James Dekker wrote:What happens if a transactional method with certain transaction attributes call a method at the same bean with different transaction attributes?
Actually, what you have here is a "code smell" basically there is something wrong with the design. So If I have one bean with two public methods a() and b() and both are Transactional. a() calls b(). That call to b will not go through the proxy, you are already in that bean instance. So it will not go out and recall it through the proxy, it calls it directly. So b() in a sense will be in the context of a()s transaction, because it is still in a sense in a().
once you are within the actual instance of the bean it will call other methods in that same instance directly.
So why is that a code smell. 2 possible reasons . 1) a() should not be a client to b(). Basically you are breaking interfaces and their purpose. a public interface is for clients outside of the class. or 2) b() should NOT BE in the public interface. a() is the only "client" of b() and therefore b() should have been declared private.
So the fix, move b() into another interface/another class so that a() can be a public client of b(), or make b() private.
I agree with Marks analysis I thought we were talking about nested transactions across services or layers.
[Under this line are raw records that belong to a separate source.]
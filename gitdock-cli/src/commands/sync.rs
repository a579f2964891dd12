//! `gitdock sync`: pull one repository (or all) and restart dependents.

use anyhow::{bail, Context, Result};
use clap::Args;

use gitdock_core::types::RepoName;
use gitdock_daemon::{request_sync, request_sync_all, DaemonResponse, SyncOrchestrator, SyncResult};

use super::{block_on, home, print_sync_result};

/// Arguments for `gitdock sync`.
#[derive(Args, Debug)]
pub struct SyncArgs {
    /// Repository to sync (omit when using `--all`).
    pub repository: Option<String>,

    /// Sync every active repository, one at a time.
    #[arg(long, conflicts_with = "repository")]
    pub all: bool,

    /// Hand the work to the running daemon instead of doing it in-process.
    #[arg(long)]
    pub daemon: bool,

    /// Emit machine-readable JSON.
    #[arg(long)]
    pub json: bool,
}

impl SyncArgs {
    pub fn run(self) -> Result<()> {
        let home = home()?;

        if self.daemon {
            let sent = if self.all {
                request_sync_all(&home)
            } else {
                let name = self
                    .repository
                    .as_deref()
                    .context("provide a repository name or use --all")?;
                request_sync(&home, name)
            };
            return print_daemon_response(sent.context("daemon request failed")?);
        }

        let orchestrator =
            SyncOrchestrator::from_home(&home).context("failed to load settings")?;
        let results = if self.all {
            let results = block_on(orchestrator.sync_all())?.context("sync --all failed")?;
            if results.is_empty() {
                println!("No active repositories. Run `gitdock repo add <url>` first.");
            }
            results
        } else {
            let name = self
                .repository
                .clone()
                .context("provide a repository name or use --all")?;
            vec![block_on(orchestrator.process_update(&RepoName::from(name)))?]
        };

        report(&results, self.json)
    }
}

fn report(results: &[SyncResult], json: bool) -> Result<()> {
    if json {
        println!(
            "{}",
            serde_json::to_string_pretty(results).context("failed to serialize results")?
        );
    } else {
        results.iter().for_each(print_sync_result);
    }

    let failed = results.iter().filter(|r| !r.success()).count();
    if failed > 0 {
        bail!("{failed} of {} update(s) failed", results.len());
    }
    Ok(())
}

pub(crate) fn print_daemon_response(response: DaemonResponse) -> Result<()> {
    if let Some(data) = &response.data {
        println!(
            "{}",
            serde_json::to_string_pretty(data).context("failed to render daemon response")?
        );
    }
    match (response.ok, response.error) {
        (true, _) => Ok(()),
        (false, Some(err)) => bail!(err),
        (false, None) => bail!("daemon reported failure"),
    }
}
//! `gitdock key set|generate|show|clear`

use std::fs;
use std::path::PathBuf;

use anyhow::{bail, Context, Result};
use chrono::Utc;
use clap::{Args, Subcommand};

use gitdock_core::settings::load_settings_at;
use gitdock_core::store;
use gitdock_core::types::SigningKeyRecord;
use gitdock_sync::{generate_key_pair, SyncConfig};

use super::{block_on, home};

#[derive(Subcommand, Debug)]
pub enum KeyCommand {
    /// Store an existing key pair as the active key.
    Set(SetArgs),

    /// Generate a new ed25519 key pair and make it active.
    Generate {
        /// Label for the key; becomes the key comment.
        #[arg(default_value = "default")]
        name: String,
    },

    /// Print the active key's name, fingerprint and public half.
    Show,

    /// Remove the active key.
    Clear,
}

#[derive(Args, Debug)]
pub struct SetArgs {
    /// Private key file (OpenSSH format).
    #[arg(long)]
    pub private: PathBuf,

    /// Public key file.
    #[arg(long)]
    pub public: PathBuf,

    #[arg(long, default_value = "default")]
    pub name: String,
}

pub fn run(cmd: KeyCommand) -> Result<()> {
    let home = home()?;
    match cmd {
        KeyCommand::Set(args) => {
            let private_key = fs::read_to_string(&args.private)
                .with_context(|| format!("read {}", args.private.display()))?;
            let public_key = fs::read_to_string(&args.public)
                .with_context(|| format!("read {}", args.public.display()))?;
            if !private_key.contains("PRIVATE KEY") {
                bail!("{} does not look like a private key", args.private.display());
            }
            let key = SigningKeyRecord {
                name: args.name,
                private_key,
                public_key: public_key.trim().to_string(),
                created_at: Utc::now(),
            };
            store::save_active_key_at(&home, &key).context("failed to store key")?;
            println!("✓ Active key '{}' ({})", key.name, key.fingerprint());
        }
        KeyCommand::Generate { name } => {
            let settings = load_settings_at(&home).context("failed to load settings")?;
            let config = SyncConfig::from_settings(&settings);
            let key = block_on(generate_key_pair(
                &home,
                &config.ssh_keygen_path,
                &name,
                config.git_timeout,
            ))?
            .context("key generation failed")?;
            store::save_active_key_at(&home, &key).context("failed to store key")?;
            println!("✓ Generated key '{}' ({})", key.name, key.fingerprint());
            println!("{}", key.public_key);
        }
        KeyCommand::Show => match store::load_active_key_at(&home).context("failed to load key")? {
            Some(key) => {
                println!("name:        {}", key.name);
                println!("fingerprint: {}", key.fingerprint());
                println!("created:     {}", key.created_at.to_rfc3339());
                println!("{}", key.public_key);
            }
            None => println!("No active key."),
        },
        KeyCommand::Clear => {
            if store::clear_active_key_at(&home).context("failed to clear key")? {
                println!("✓ Active key removed");
            } else {
                println!("No active key.");
            }
        }
    }
    Ok(())
}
The bit about not going through the proxy is specific to interface based proxying correct? I can't recall ever having tried it but I would think using CGLIB and AspectJ class based proxies would allow you to have a nested @Transactional private method in the same bean. I know the aspect j marker would be there and I just always assumed it would work. I know I have had private Transactional methods within services before on a few occasions but that is usually to keep the transaction open for the smallest amount of time needed on service calls which can take some time to complete , and in that case the service method exposed by the interface is not transactional.